= Activity =
Whenever a line in the data contains "crate", show that line.

= The records =
--- START ---
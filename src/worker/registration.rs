//! Worker registration and version handover.
//!
//! A new version installs while the current one keeps serving. Install
//! success skips the waiting phase: the new version activates at once and
//! the previous one is retired. Install failure leaves the previous version
//! in control.

use std::sync::atomic::{AtomicBool, Ordering};
use std::sync::{Arc, RwLock};

use thiserror::Error;
use tokio::sync::Mutex;
use tracing::{info, warn};

use crate::cache::{rw_read, rw_write};

use super::config::ControllerConfig;
use super::controller::{ActivationReport, InstallError, OfflineCacheController, WorkerContext};
use super::lifecycle::LifecycleError;
use super::lifetime::{BackgroundTasks, EventLifetime};

const SOURCE: &str = "worker::registration";

#[derive(Debug, Error)]
pub enum RegistrationError {
    #[error("worker install failed")]
    Install(#[from] InstallError),
    #[error("worker activation failed")]
    Activate(#[from] LifecycleError),
}

pub struct Registration {
    context: WorkerContext,
    active: RwLock<Option<Arc<OfflineCacheController>>>,
    update_available: AtomicBool,
    background: BackgroundTasks,
    /// Held for a whole install-and-activate so versions hand over in order.
    handover: Mutex<()>,
}

impl Registration {
    pub fn new(context: WorkerContext) -> Self {
        Self {
            context,
            active: RwLock::new(None),
            update_available: AtomicBool::new(false),
            background: BackgroundTasks::new(),
            handover: Mutex::new(()),
        }
    }

    pub fn context(&self) -> &WorkerContext {
        &self.context
    }

    /// The version currently controlling clients, if any.
    pub fn active(&self) -> Option<Arc<OfflineCacheController>> {
        rw_read(&self.active, SOURCE, "active").clone()
    }

    /// True once a new version installed while an older one was in control.
    pub fn update_available(&self) -> bool {
        self.update_available.load(Ordering::SeqCst)
    }

    /// Install `config` as a new version and hand control over to it.
    pub async fn register(
        &self,
        config: Arc<ControllerConfig>,
    ) -> Result<(Arc<OfflineCacheController>, ActivationReport), RegistrationError> {
        let _handover = self.handover.lock().await;
        let candidate = Arc::new(OfflineCacheController::new(
            config,
            self.context.clone(),
        ));

        if let Err(err) = candidate.install().await {
            if self.active().is_some() {
                warn!(worker = %candidate.id(), "New worker version failed to install; previous version keeps serving");
            }
            return Err(err.into());
        }

        if self.active().is_some() {
            self.update_available.store(true, Ordering::SeqCst);
            info!(worker = %candidate.id(), "New worker version installed; update available");
        }

        let report = candidate.activate().await?;
        let previous = rw_write(&self.active, SOURCE, "register").replace(Arc::clone(&candidate));

        if let Some(previous) = previous {
            if let Err(err) = previous.retire() {
                warn!(worker = %previous.id(), error = %err, "Failed to retire superseded worker");
            }
            info!(previous = %previous.id(), current = %candidate.id(), "Worker version superseded");
        }

        Ok((candidate, report))
    }

    /// Drop the active version; requests pass through afterwards and the
    /// next registration counts as a first install.
    pub fn unregister(&self) -> bool {
        let previous = rw_write(&self.active, SOURCE, "unregister").take();
        self.update_available.store(false, Ordering::SeqCst);
        match previous {
            Some(controller) => {
                if let Err(err) = controller.retire() {
                    warn!(worker = %controller.id(), error = %err, "Failed to retire unregistered worker");
                }
                info!(worker = %controller.id(), "Worker unregistered");
                true
            }
            None => false,
        }
    }

    /// Fetch events whose cache writes are still in flight.
    pub fn background_events(&self) -> usize {
        self.background.len()
    }

    /// Keep a fetch event's pending writes alive past the response.
    pub fn keep_alive(&self, lifetime: EventLifetime) {
        self.background.adopt(lifetime);
    }

    /// Wait for all kept-alive writes. Called on shutdown.
    pub async fn shutdown(&self) -> usize {
        self.background.drain().await
    }
}
use std::time::Instant;

use axum::{body::Body, http::Request, middleware::Next, response::Response};
use tracing::{error, warn};
use uuid::Uuid;

use crate::error::ErrorReport;

#[derive(Clone)]
pub struct RequestContext {
    pub request_id: String,
}

pub async fn set_request_context(mut request: Request<Body>, next: Next) -> Response {
    let request_id = Uuid::new_v4().to_string();
    let ctx = RequestContext {
        request_id: request_id.clone(),
    };
    request.extensions_mut().insert(ctx.clone());

    let mut response = next.run(request).await;
    response.extensions_mut().insert(ctx);
    response
}

pub async fn log_responses(request: Request<Body>, next: Next) -> Response {
    let method = request.method().clone();
    let uri = request.uri().clone();
    let start = Instant::now();

    let request_id = request
        .extensions()
        .get::<RequestContext>()
        .map(|ctx| ctx.request_id.clone())
        .unwrap_or_default();

    let mut response = next.run(request).await;
    let status = response.status();

    // Upstream 4xx/5xx replayed verbatim carry no report and are not ours to log.
    let Some(report) = response.extensions_mut().remove::<ErrorReport>() else {
        return response;
    };

    let elapsed_ms = start.elapsed().as_millis();
    let detail = report
        .messages
        .first()
        .cloned()
        .unwrap_or_else(|| "no diagnostic available".to_string());

    if status.is_server_error() {
        error!(
            target = "storefront_offline::http::response",
            status = status.as_u16(),
            method = %method,
            path = %uri.path(),
            query = uri.query().unwrap_or(""),
            elapsed_ms = elapsed_ms,
            source = report.source,
            detail = %detail,
            chain = ?report.messages,
            request_id = request_id,
            "request failed",
        );
    } else {
        warn!(
            target = "storefront_offline::http::response",
            status = status.as_u16(),
            method = %method,
            path = %uri.path(),
            query = uri.query().unwrap_or(""),
            elapsed_ms = elapsed_ms,
            source = report.source,
            detail = %detail,
            chain = ?report.messages,
            request_id = request_id,
            "client request error",
        );
    }

    response
}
--- END ---
= Answer =
use crate::cache::{rw_read, rw_write};
use crate::error::ErrorReport;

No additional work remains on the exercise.